▶ Aim of the task
Each line in the records below, from the one that contains "return false;" to the one that contains "repository 78091274e3c4edc4", should be reproduced exactly, the first and last included.

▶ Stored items
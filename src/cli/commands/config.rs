//! Config command - show or initialize configuration

use crate::cli::args::{ConfigAction, ConfigArgs};
use crate::config::{Config, ConfigManager};
use crate::error::VenvResult;
use crate::ui::{self, UiContext};

/// Execute the config command
pub async fn execute(args: ConfigArgs, config: &Config, manager: &ConfigManager) -> VenvResult<()> {
    match args.action {
        None | Some(ConfigAction::Show) => show_config(config)?,
        Some(ConfigAction::Path) => println!("{}", manager.path().display()),
        Some(ConfigAction::Init { force }) => init_config(manager, force).await?,
    }

    Ok(())
}

fn show_config(config: &Config) -> VenvResult<()> {
    println!("{}", toml::to_string_pretty(config)?);
    Ok(())
}

async fn init_config(manager: &ConfigManager, force: bool) -> VenvResult<()> {
    let ctx = UiContext::detect();
    let path = manager.path();

    if path.exists() && !force {
        ui::step_warn_hint(
            &ctx,
            &format!("Config already exists at {}", path.display()),
            "Use --force to overwrite",
        );
        return Ok(());
    }

    manager.save(&Config::default()).await?;
    ui::step_ok_detail(&ctx, "Configuration initialized", &path.display().to_string());

    Ok(())
}
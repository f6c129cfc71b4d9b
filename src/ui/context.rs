//! UI context for detecting interactive vs CI environments

use std::io::IsTerminal;

/// Environment variables set by common CI systems
const CI_VARS: &[&str] = &[
    "CI",
    "GITHUB_ACTIONS",
    "GITLAB_CI",
    "CIRCLECI",
    "JENKINS_URL",
    "BUILDKITE",
    "TF_BUILD",
];

/// UI context that determines output behavior
#[derive(Debug, Clone)]
pub struct UiContext {
    interactive: bool,
}

impl UiContext {
    /// Detect the current environment
    pub fn detect() -> Self {
        Self {
            interactive: Self::detect_interactive(),
        }
    }

    /// Create a non-interactive context (for testing or explicit CI mode)
    pub fn non_interactive() -> Self {
        Self { interactive: false }
    }

    /// Check if we should use fancy output (spinners, colors)
    pub fn use_fancy_output(&self) -> bool {
        self.interactive
    }

    fn detect_interactive() -> bool {
        if !std::io::stderr().is_terminal() {
            return false;
        }
        !CI_VARS.iter().any(|var| std::env::var_os(var).is_some())
    }
}

#[cfg(test)]
mod tests {
    use super::*;
    use serial_test::serial;

    #[test]
    fn non_interactive_context() {
        assert!(!UiContext::non_interactive().use_fancy_output());
    }

    #[test]
    #[serial]
    fn ci_variable_disables_fancy_output() {
        let previous = std::env::var_os("CI");
        std::env::set_var("CI", "true");
        assert!(!UiContext::detect().use_fancy_output());
        match previous {
            Some(value) => std::env::set_var("CI", value),
            None => std::env::remove_var("CI"),
        }
    }
}
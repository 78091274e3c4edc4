pub mod types;
pub mod safety;
pub mod keywords;
pub mod patterns;
pub mod scoring;
pub mod config;
pub mod error;

pub use types::*;
pub use safety::*;
pub use keywords::extract_keywords;
pub use patterns::detect_patterns;
pub use scoring::*;
pub use config::Config;
pub use error::VoxpopError;
pub mod claude;
pub mod traits;

pub use claude::Claude;
pub use traits::VerdictModel;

▶ Exercise output
            return false;
        }
        !CI_VARS.iter().any(|var| std::env::var_os(var).is_some())
    }
}

#[cfg(test)]
mod tests {
    use super::*;
    use serial_test::serial;

    #[test]
    fn non_interactive_context() {
        assert!(!UiContext::non_interactive().use_fancy_output());
    }

    #[test]
    #[serial]
    fn ci_variable_disables_fancy_output() {
        let previous = std::env::var_os("CI");
        std::env::set_var("CI", "true");
        assert!(!UiContext::detect().use_fancy_output());
        match previous {
            Some(value) => std::env::set_var("CI", value),
            None => std::env::remove_var("CI"),
        }
    }
}
repository 78091274e3c4edc4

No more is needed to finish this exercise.